Data for the task ->
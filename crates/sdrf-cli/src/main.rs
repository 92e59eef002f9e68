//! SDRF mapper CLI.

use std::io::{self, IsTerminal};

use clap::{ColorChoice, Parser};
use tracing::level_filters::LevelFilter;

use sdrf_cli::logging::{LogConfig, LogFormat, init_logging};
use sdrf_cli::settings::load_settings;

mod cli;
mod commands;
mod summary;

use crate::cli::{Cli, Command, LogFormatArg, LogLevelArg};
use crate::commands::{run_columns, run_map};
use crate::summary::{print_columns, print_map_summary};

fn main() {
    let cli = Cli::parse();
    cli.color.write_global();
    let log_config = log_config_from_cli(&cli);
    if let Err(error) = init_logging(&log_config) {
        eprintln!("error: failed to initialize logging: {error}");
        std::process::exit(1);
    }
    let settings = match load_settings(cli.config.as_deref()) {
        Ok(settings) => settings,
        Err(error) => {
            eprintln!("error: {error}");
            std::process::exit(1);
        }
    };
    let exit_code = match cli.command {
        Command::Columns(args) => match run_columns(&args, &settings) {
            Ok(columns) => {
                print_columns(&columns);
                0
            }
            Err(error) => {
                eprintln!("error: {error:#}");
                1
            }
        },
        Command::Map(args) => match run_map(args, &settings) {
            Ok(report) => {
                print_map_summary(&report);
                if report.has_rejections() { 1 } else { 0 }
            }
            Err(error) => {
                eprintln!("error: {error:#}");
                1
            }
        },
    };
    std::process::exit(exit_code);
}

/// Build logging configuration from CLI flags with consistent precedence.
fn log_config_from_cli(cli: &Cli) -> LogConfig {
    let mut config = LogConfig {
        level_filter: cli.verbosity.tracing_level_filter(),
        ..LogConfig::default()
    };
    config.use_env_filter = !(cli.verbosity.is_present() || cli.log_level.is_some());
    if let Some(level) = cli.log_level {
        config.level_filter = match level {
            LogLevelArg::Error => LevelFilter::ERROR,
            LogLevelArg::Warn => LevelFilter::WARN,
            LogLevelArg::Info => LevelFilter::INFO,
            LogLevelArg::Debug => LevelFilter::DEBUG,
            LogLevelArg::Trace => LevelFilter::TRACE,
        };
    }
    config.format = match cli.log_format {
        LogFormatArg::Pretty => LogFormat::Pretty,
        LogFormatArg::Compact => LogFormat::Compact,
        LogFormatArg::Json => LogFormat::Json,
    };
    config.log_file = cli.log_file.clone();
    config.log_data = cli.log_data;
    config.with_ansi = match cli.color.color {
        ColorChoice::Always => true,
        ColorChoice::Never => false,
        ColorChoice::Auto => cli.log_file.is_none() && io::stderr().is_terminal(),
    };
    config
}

---

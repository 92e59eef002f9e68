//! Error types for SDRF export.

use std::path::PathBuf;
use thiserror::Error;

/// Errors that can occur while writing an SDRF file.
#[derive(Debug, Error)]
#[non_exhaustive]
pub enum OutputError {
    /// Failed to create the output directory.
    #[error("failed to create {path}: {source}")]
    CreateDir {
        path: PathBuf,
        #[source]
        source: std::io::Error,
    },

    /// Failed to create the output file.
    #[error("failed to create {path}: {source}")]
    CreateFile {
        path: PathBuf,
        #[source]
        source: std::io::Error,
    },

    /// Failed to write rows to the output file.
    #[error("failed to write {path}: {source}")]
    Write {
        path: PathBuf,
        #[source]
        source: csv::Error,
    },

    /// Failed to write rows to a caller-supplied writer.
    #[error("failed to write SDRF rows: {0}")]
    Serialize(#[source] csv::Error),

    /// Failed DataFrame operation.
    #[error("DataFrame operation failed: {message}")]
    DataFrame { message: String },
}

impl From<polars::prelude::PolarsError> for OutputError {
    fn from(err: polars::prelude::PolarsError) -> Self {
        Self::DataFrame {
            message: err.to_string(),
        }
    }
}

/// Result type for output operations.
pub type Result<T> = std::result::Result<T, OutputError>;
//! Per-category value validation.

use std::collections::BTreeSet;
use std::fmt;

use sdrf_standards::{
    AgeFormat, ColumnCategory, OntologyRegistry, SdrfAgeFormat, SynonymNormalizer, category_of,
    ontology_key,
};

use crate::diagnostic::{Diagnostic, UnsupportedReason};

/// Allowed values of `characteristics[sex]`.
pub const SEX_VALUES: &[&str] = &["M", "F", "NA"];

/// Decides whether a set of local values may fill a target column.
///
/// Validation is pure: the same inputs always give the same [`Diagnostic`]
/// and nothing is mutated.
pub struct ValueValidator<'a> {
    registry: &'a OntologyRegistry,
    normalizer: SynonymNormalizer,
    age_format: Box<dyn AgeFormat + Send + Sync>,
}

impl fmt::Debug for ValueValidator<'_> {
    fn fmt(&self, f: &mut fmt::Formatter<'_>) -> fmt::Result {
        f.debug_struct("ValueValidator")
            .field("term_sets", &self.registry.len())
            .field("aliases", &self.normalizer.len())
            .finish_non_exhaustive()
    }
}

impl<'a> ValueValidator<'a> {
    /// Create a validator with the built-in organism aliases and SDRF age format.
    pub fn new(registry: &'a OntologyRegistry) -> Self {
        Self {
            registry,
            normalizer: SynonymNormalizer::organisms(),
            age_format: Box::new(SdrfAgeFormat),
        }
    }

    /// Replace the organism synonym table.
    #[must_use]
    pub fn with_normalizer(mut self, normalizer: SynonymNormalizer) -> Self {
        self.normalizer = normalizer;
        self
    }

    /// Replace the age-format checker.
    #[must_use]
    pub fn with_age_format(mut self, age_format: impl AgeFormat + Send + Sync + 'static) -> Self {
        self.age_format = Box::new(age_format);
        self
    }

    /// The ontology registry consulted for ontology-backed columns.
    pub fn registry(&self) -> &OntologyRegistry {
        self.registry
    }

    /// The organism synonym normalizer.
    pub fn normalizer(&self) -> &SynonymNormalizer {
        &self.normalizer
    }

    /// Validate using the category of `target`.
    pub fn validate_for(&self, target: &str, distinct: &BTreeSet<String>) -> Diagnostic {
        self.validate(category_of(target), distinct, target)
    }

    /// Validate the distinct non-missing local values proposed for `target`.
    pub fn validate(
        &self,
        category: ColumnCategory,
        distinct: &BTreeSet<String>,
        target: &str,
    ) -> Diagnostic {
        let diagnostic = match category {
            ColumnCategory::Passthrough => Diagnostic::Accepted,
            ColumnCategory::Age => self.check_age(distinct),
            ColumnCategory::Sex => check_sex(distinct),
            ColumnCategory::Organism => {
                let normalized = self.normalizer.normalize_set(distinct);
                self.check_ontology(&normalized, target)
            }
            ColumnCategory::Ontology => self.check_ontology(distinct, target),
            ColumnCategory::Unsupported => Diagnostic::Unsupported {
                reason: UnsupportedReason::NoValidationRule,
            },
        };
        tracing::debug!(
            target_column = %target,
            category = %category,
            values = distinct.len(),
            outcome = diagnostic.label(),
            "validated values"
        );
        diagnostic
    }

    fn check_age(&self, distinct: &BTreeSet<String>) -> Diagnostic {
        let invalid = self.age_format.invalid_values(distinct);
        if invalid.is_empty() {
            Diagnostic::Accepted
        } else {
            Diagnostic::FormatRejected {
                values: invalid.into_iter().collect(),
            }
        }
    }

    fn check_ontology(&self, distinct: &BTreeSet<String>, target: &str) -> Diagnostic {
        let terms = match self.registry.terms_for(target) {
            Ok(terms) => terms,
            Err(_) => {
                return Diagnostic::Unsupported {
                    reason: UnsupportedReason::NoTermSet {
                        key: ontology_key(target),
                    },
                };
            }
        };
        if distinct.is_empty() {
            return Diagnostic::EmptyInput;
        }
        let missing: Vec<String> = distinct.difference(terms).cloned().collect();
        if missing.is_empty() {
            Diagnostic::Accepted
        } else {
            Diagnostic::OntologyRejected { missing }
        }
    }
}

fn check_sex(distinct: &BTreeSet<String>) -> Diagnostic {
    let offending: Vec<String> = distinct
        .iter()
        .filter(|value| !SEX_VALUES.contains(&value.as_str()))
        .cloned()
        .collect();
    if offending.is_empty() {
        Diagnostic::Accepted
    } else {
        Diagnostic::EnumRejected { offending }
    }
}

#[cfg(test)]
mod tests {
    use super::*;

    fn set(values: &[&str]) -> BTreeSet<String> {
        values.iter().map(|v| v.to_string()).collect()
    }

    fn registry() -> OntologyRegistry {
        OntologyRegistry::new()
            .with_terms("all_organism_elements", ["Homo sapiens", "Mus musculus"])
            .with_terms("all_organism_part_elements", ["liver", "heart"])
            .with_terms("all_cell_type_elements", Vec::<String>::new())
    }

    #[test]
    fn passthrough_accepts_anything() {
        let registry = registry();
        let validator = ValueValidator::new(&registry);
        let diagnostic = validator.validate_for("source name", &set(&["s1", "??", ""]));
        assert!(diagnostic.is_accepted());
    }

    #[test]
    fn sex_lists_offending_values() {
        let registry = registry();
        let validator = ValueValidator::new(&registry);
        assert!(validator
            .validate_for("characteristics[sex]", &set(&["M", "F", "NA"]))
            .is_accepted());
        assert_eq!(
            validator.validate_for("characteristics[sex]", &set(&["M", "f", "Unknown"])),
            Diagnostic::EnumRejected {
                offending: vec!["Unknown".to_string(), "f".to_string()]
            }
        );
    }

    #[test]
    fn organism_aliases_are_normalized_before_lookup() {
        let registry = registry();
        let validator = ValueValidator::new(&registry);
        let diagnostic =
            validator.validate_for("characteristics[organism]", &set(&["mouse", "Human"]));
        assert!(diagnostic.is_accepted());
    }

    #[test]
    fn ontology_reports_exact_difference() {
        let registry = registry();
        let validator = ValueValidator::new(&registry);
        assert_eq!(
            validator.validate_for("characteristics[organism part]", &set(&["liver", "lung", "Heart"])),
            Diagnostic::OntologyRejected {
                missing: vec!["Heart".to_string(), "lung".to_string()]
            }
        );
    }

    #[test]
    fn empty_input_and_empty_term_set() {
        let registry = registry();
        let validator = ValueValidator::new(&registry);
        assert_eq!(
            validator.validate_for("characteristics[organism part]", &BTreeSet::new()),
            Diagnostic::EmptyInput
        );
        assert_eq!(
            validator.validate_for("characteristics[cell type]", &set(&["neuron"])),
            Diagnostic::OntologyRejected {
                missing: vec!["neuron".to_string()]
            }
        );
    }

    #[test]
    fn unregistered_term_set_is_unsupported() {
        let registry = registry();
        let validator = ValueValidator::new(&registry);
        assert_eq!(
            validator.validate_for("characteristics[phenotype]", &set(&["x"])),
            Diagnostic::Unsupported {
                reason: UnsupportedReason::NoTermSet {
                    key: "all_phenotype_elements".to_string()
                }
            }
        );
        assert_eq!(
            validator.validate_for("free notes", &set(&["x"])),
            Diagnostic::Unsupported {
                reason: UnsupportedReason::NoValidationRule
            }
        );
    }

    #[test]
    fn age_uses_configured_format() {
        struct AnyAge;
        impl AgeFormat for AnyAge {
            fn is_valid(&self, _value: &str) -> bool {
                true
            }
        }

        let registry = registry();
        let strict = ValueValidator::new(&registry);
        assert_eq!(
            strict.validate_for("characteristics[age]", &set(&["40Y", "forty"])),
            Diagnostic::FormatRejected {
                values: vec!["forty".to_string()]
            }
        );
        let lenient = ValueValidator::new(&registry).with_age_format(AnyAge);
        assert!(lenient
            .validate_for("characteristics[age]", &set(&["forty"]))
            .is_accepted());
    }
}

...

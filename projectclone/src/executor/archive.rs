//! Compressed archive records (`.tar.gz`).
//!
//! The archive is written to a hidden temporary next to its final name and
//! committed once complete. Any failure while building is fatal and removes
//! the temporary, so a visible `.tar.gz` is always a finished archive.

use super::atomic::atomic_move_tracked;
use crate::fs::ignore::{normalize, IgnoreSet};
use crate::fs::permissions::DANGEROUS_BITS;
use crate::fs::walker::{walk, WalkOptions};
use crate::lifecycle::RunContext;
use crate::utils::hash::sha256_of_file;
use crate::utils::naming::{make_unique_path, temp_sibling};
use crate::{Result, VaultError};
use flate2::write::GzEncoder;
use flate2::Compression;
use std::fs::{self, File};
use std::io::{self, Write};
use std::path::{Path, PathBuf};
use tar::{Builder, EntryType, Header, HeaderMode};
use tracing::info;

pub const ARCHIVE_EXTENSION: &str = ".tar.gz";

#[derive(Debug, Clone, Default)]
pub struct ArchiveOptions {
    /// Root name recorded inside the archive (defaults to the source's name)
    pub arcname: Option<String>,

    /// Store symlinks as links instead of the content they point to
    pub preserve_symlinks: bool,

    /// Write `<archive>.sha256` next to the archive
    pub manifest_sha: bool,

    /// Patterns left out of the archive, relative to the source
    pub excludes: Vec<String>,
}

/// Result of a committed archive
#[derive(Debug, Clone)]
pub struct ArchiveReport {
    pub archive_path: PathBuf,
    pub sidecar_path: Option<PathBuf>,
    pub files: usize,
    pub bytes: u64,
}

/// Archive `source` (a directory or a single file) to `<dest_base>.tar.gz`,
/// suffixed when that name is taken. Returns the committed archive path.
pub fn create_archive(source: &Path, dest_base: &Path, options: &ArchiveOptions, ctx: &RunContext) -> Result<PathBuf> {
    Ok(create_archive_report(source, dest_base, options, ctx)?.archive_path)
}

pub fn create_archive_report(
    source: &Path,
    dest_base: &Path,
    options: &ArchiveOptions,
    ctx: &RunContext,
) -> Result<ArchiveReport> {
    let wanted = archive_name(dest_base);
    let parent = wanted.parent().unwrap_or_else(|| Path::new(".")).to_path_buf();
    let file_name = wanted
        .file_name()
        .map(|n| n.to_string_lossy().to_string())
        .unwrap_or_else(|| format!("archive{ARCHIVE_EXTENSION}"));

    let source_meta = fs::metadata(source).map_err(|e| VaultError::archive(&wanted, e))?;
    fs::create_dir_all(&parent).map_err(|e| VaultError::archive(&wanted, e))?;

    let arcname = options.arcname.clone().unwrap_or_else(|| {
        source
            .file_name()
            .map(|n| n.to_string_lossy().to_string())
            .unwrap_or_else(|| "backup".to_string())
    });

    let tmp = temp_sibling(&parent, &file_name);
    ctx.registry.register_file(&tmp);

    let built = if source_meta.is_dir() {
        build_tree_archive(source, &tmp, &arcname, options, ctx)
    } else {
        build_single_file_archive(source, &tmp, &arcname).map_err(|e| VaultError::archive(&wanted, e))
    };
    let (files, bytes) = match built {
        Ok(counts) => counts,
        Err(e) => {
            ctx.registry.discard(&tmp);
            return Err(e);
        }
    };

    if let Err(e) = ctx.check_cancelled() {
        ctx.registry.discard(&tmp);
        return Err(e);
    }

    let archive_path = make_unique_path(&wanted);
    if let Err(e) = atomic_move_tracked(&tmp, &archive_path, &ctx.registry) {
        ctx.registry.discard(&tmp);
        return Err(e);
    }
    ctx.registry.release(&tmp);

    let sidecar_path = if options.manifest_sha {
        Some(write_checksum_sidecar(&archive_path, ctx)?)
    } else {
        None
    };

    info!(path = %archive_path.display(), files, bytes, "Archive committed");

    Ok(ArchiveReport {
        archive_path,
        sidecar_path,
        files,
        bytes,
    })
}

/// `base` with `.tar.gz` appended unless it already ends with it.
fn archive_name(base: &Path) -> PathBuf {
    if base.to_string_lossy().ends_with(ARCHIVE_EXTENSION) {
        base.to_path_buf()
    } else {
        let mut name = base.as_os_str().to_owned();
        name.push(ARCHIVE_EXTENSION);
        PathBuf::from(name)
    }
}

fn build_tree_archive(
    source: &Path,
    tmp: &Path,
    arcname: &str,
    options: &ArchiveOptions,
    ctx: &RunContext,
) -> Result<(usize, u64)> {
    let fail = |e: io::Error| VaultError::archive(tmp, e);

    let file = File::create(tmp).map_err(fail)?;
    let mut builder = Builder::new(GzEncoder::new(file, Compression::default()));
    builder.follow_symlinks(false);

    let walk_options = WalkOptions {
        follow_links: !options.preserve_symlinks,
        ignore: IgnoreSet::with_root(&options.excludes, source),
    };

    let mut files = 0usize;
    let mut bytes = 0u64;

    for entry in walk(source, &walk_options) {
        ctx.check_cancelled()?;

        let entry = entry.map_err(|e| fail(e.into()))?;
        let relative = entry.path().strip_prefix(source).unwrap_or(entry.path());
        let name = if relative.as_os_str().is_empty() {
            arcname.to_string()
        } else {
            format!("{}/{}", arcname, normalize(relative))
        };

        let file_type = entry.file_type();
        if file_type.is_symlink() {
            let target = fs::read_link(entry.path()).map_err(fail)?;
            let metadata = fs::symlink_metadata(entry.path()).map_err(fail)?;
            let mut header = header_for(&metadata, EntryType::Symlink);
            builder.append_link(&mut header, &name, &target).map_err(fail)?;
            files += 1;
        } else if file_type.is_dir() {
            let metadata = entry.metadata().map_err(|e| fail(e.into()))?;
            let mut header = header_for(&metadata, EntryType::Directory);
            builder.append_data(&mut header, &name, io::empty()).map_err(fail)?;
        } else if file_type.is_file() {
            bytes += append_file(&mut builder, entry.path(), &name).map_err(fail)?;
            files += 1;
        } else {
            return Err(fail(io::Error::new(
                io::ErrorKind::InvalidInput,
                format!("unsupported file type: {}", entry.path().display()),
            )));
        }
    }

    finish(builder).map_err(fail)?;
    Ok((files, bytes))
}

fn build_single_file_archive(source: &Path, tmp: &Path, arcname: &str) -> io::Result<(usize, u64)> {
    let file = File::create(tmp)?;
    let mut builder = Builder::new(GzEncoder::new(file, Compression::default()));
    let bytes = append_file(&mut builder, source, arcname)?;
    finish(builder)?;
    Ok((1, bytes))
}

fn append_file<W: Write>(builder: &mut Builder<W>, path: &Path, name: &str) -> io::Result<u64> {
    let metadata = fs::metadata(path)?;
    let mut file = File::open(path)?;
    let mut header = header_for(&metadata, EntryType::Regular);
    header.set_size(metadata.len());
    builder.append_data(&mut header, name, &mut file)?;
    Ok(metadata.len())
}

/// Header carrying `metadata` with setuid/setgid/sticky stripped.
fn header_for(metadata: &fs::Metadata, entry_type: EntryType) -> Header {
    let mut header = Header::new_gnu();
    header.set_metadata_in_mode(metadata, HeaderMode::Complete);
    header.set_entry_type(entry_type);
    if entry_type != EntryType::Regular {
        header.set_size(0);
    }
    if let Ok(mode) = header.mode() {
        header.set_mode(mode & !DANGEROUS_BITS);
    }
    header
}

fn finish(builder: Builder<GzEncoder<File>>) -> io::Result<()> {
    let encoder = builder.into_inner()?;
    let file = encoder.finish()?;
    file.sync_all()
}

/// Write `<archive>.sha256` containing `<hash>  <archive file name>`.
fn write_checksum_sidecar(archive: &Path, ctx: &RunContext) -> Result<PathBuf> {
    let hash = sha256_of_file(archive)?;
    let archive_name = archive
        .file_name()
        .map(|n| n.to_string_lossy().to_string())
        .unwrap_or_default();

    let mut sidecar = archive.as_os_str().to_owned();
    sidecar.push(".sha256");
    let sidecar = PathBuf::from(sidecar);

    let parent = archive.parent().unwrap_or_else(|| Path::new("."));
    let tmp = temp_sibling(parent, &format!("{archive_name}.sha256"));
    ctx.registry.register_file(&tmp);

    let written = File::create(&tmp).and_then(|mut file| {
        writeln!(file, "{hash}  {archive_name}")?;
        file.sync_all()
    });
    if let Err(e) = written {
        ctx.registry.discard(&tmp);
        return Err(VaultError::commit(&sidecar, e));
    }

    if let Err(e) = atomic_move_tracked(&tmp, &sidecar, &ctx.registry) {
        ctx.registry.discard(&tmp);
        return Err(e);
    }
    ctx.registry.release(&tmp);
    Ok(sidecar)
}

What to do ->
Where a line in the records above contains the string "missing", copy that line.

Solution to this task ->
    /// Validate the distinct non-missing local values proposed for `target`.
        let missing: Vec<String> = distinct.difference(terms).cloned().collect();
        if missing.is_empty() {
            Diagnostic::OntologyRejected { missing }
                missing: vec!["Heart".to_string(), "lung".to_string()]
                missing: vec!["neuron".to_string()]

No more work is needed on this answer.